• **THE PROBLEM**: Copy exactly the lines from the start of the data below through the one that carries "no locks: packet", and only those.

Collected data
________________________

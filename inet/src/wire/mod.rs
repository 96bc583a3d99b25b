/*! Low-level segment access and construction.

Two levels of functionality, as for every protocol handled here.

 * [`TcpPacket`] extracts fields from and inserts fields into a sequence of octets. It never
   allocates and, once `check_len` succeeded, none of its accessors panic.
 * [`TcpRepr`] is the compact, high-level representation of a header. It is parsed from a packet
   and emitted into one.

Segments handled by the engine live in pool chains, which are not necessarily contiguous. The
engine therefore aligns the header into the first window of a chain before wrapping it in a
packet, and computes checksums with [`checksum::chain`] rather than over a single slice.

[`TcpPacket`]: struct.TcpPacket.html
[`TcpRepr`]: struct.TcpRepr.html
[`checksum::chain`]: checksum/fn.chain.html
*/

mod field {
    pub(crate) type Field = ::core::ops::Range<usize>;
}

mod error;
mod ip;
mod tcp;

pub use self::error::{
    Error,
    Result};

pub use self::ip::{
    checksum,
    Address as Ipv4Address,
    Protocol as IpProtocol,
    MIN_MTU as IPV4_MIN_MTU,
    HEADER_LEN as IPV4_HEADER_LEN};

pub use self::tcp::{
    SeqNumber as TcpSeqNumber,
    Flags as TcpFlags,
    Packet as TcpPacket,
    Repr as TcpRepr,
    TcpOption,
    HEADER_LEN as TCP_HEADER_LEN,
    MAX_HEADER_LEN as TCP_MAX_HEADER_LEN};
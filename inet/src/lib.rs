//! A user-space TCP engine on top of a pooled, reference-counted segment buffer.
//!
//! ## Table of contents
//!
//! 1. [The segment pool](buf/index.html)
//! 2. [The wire module](wire/index.html)
//! 3. [Timers and deferred events](event/index.html)
//! 4. [The layers](layer/index.html)
//!    1. [The IP layer contract](layer/ip/index.html)
//!    1. [The TCP engine](layer/tcp/index.html)
//!
//! ## Design
//!
//! Everything runs on one logical thread. The host delivers one event at a time, an arriving
//! datagram, an expired timer, a client request or a completion of the IP layer, and the engine
//! processes it to the end before returning. Operations that cannot finish right away return
//! `Poll::Pending` and are answered later through a completion queue. There are no locks: packet
//! buffers are reference counted and copied before a write whenever they are shared.
//!
//! All packet memory comes from a [`Pool`] that is sized once, up front. Running out of it is
//! handled by asking registered layers to free memory in a fixed priority order, and is fatal
//! when they cannot.
//!
//! [`Pool`]: buf/struct.Pool.html

// tests should be able to use `std`
#![cfg_attr(all(
    not(feature = "std"),
    not(test)),
no_std)]

extern crate alloc;

#[macro_use] mod macros;
pub mod buf;
pub mod event;
pub mod layer;
pub mod time;
pub mod wire;
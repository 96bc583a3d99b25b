use core::{cmp, fmt, i32, ops};
use byteorder::{ByteOrder, NetworkEndian};

use super::{Error, Result};

/// Length of a TCP header without options.
pub const HEADER_LEN: usize = field::URGENT.end;

/// Longest header the data offset field can describe.
pub const MAX_HEADER_LEN: usize = 60;

/// A TCP sequence number.
///
/// A sequence number is a monotonically advancing integer modulo 2<sup>32</sup>. Two numbers are
/// compared by the sign of their wrapping difference. Numbers exactly half the space apart are
/// incomparable, neither is before the other.
#[derive(Debug, PartialEq, Eq, Clone, Copy, Default, Hash)]
pub struct SeqNumber(pub u32);

impl SeqNumber {
    /// The later of two sequence numbers, `self` if they are incomparable.
    pub fn later(self, other: SeqNumber) -> SeqNumber {
        if other > self { other } else { self }
    }

    /// The earlier of two sequence numbers, `self` if they are incomparable.
    pub fn earlier(self, other: SeqNumber) -> SeqNumber {
        if other < self { other } else { self }
    }
}

impl fmt::Display for SeqNumber {
    fn fmt(&self, f: &mut fmt::Formatter) -> fmt::Result {
        write!(f, "{}", self.0)
    }
}

impl ops::Add<usize> for SeqNumber {
    type Output = SeqNumber;

    fn add(self, rhs: usize) -> SeqNumber {
        if rhs > i32::MAX as usize {
            panic!("attempt to add to sequence number with unsigned overflow")
        }
        SeqNumber(self.0.wrapping_add(rhs as u32))
    }
}

impl ops::Sub<usize> for SeqNumber {
    type Output = SeqNumber;

    fn sub(self, rhs: usize) -> SeqNumber {
        if rhs > i32::MAX as usize {
            panic!("attempt to subtract to sequence number with unsigned overflow")
        }
        SeqNumber(self.0.wrapping_sub(rhs as u32))
    }
}

impl ops::AddAssign<usize> for SeqNumber {
    fn add_assign(&mut self, rhs: usize) {
        *self = *self + rhs;
    }
}

impl ops::Sub for SeqNumber {
    type Output = usize;

    fn sub(self, rhs: SeqNumber) -> usize {
        let result = self.0.wrapping_sub(rhs.0) as i32;
        if result < 0 {
            panic!("attempt to subtract sequence numbers with underflow")
        }
        result as usize
    }
}

impl cmp::PartialOrd for SeqNumber {
    fn partial_cmp(&self, other: &SeqNumber) -> Option<cmp::Ordering> {
        match self.0.wrapping_sub(other.0) as i32 {
            i32::MIN => None,
            diff => Some(diff.cmp(&0)),
        }
    }
}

________________________

• **PROBLEM SOLUTION**:
filename inet/src/wire/mod.rs
repository 96bc583a3d99b25b
/*! Low-level segment access and construction.

Two levels of functionality, as for every protocol handled here.

 * [`TcpPacket`] extracts fields from and inserts fields into a sequence of octets. It never
   allocates and, once `check_len` succeeded, none of its accessors panic.
 * [`TcpRepr`] is the compact, high-level representation of a header. It is parsed from a packet
   and emitted into one.

Segments handled by the engine live in pool chains, which are not necessarily contiguous. The
engine therefore aligns the header into the first window of a chain before wrapping it in a
packet, and computes checksums with [`checksum::chain`] rather than over a single slice.

[`TcpPacket`]: struct.TcpPacket.html
[`TcpRepr`]: struct.TcpRepr.html
[`checksum::chain`]: checksum/fn.chain.html
*/

mod field {
    pub(crate) type Field = ::core::ops::Range<usize>;
}

mod error;
mod ip;
mod tcp;

pub use self::error::{
    Error,
    Result};

pub use self::ip::{
    checksum,
    Address as Ipv4Address,
    Protocol as IpProtocol,
    MIN_MTU as IPV4_MIN_MTU,
    HEADER_LEN as IPV4_HEADER_LEN};

pub use self::tcp::{
    SeqNumber as TcpSeqNumber,
    Flags as TcpFlags,
    Packet as TcpPacket,
    Repr as TcpRepr,
    TcpOption,
    HEADER_LEN as TCP_HEADER_LEN,
    MAX_HEADER_LEN as TCP_MAX_HEADER_LEN};
filename inet/src/lib.rs
//! A user-space TCP engine on top of a pooled, reference-counted segment buffer.
//!
//! ## Table of contents
//!
//! 1. [The segment pool](buf/index.html)
//! 2. [The wire module](wire/index.html)
//! 3. [Timers and deferred events](event/index.html)
//! 4. [The layers](layer/index.html)
//!    1. [The IP layer contract](layer/ip/index.html)
//!    1. [The TCP engine](layer/tcp/index.html)
//!
//! ## Design
//!
//! Everything runs on one logical thread. The host delivers one event at a time, an arriving
//! datagram, an expired timer, a client request or a completion of the IP layer, and the engine
//! processes it to the end before returning. Operations that cannot finish right away return
//! `Poll::Pending` and are answered later through a completion queue. There are no locks: packet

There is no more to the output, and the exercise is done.